(Records shown)
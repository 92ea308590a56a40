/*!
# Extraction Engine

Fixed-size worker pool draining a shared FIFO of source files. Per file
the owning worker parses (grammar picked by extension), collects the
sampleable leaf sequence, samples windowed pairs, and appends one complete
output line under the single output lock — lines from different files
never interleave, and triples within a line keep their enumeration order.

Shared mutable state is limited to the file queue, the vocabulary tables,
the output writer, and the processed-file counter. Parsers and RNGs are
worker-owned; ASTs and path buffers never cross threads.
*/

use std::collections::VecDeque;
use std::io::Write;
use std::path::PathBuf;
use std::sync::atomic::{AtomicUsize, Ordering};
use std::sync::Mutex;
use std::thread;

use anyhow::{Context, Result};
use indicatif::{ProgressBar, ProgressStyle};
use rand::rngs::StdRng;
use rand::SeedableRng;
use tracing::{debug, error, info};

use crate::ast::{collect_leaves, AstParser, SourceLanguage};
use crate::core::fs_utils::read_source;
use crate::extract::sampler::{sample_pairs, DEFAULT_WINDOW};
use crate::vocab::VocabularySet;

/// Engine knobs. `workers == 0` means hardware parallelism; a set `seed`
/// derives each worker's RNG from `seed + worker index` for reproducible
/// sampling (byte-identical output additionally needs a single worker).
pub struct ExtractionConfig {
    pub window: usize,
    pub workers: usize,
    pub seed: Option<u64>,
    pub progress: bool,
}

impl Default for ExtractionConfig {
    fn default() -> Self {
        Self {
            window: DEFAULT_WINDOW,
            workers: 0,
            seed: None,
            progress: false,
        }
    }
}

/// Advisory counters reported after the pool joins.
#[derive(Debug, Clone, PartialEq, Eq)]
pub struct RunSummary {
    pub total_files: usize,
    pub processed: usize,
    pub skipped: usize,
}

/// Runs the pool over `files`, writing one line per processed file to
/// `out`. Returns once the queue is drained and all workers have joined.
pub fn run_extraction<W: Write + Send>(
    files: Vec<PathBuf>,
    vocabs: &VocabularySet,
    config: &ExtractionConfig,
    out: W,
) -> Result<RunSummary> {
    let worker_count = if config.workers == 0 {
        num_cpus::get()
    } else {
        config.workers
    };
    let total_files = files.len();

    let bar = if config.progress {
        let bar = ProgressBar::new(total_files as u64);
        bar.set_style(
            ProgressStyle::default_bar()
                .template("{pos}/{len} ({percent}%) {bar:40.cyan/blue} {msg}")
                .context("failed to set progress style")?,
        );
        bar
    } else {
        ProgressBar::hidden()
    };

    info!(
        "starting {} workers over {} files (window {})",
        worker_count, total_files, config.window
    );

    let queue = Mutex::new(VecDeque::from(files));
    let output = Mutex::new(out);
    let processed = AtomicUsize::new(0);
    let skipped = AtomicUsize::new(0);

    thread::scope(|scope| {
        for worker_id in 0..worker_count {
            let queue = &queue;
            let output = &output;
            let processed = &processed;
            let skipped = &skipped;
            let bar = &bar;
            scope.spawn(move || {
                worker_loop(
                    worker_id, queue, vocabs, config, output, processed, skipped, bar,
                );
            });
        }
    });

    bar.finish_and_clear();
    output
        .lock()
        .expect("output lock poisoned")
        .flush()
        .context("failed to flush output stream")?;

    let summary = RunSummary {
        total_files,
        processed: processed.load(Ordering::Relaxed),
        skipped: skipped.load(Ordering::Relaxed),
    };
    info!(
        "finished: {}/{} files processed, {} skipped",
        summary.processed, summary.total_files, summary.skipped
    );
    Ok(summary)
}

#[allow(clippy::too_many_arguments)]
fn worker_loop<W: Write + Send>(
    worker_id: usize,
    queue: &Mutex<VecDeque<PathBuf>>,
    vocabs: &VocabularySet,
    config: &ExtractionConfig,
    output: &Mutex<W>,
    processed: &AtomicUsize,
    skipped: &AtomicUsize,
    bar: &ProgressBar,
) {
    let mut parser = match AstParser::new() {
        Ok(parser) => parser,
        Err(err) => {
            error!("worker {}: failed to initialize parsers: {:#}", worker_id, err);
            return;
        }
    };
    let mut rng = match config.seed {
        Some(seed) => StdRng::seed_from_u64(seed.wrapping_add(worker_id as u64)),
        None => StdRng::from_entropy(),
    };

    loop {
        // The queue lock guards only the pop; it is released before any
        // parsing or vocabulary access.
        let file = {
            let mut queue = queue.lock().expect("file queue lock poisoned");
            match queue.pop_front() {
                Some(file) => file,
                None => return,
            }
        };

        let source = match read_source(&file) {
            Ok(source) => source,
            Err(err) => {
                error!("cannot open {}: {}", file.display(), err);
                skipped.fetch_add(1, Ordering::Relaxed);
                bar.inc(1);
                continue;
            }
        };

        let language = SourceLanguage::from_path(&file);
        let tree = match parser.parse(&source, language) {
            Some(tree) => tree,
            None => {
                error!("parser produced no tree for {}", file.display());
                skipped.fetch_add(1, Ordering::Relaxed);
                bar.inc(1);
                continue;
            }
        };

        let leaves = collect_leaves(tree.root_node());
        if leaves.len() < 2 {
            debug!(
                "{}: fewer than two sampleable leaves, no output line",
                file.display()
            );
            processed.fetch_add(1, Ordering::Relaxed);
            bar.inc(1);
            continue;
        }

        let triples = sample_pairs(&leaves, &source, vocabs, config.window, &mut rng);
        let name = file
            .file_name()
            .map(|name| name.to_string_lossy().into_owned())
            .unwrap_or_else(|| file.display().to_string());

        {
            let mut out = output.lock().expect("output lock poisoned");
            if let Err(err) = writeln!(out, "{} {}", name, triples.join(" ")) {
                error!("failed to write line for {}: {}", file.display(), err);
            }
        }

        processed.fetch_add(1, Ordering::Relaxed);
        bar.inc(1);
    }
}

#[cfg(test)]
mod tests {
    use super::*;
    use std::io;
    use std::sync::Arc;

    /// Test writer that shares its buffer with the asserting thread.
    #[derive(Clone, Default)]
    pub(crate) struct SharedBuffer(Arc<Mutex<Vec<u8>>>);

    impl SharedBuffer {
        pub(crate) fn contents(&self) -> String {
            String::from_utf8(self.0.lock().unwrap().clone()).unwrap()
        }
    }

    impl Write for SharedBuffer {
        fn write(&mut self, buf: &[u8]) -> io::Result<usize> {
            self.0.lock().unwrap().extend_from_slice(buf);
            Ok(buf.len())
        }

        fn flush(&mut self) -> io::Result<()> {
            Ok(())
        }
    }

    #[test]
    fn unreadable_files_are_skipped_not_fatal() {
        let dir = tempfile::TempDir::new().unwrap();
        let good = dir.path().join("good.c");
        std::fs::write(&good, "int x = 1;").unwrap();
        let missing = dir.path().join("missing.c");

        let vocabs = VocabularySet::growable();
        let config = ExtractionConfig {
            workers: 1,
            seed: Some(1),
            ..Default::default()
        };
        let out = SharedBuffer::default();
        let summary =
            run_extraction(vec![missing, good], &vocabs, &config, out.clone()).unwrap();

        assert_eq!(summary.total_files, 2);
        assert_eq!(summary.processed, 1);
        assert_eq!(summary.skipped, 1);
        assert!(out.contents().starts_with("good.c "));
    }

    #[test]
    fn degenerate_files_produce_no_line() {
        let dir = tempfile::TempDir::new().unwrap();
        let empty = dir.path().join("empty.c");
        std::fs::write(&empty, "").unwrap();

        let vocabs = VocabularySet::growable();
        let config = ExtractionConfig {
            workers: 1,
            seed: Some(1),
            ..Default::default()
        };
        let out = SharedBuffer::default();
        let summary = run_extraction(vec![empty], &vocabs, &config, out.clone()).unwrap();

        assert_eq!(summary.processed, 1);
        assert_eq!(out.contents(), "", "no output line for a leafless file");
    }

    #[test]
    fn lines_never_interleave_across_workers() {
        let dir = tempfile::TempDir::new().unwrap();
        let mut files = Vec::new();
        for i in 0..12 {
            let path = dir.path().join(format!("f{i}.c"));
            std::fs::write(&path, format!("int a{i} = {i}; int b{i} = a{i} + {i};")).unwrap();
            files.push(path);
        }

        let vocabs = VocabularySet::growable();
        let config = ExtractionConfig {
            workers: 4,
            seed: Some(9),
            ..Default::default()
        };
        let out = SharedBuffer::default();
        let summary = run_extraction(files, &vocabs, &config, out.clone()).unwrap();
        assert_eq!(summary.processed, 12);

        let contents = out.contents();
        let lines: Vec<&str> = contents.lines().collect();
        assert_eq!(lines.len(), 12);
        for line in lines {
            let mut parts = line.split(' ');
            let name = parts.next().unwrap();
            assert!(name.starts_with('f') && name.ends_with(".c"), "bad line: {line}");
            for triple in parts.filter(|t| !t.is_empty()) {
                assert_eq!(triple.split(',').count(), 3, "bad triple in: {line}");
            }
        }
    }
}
(End Records shown)
*Task objective*
The required output is every line above that contains the string "struct".

*Final answer*
pub struct ExtractionConfig {
pub struct RunSummary {
    pub(crate) struct SharedBuffer(Arc<Mutex<Vec<u8>>>);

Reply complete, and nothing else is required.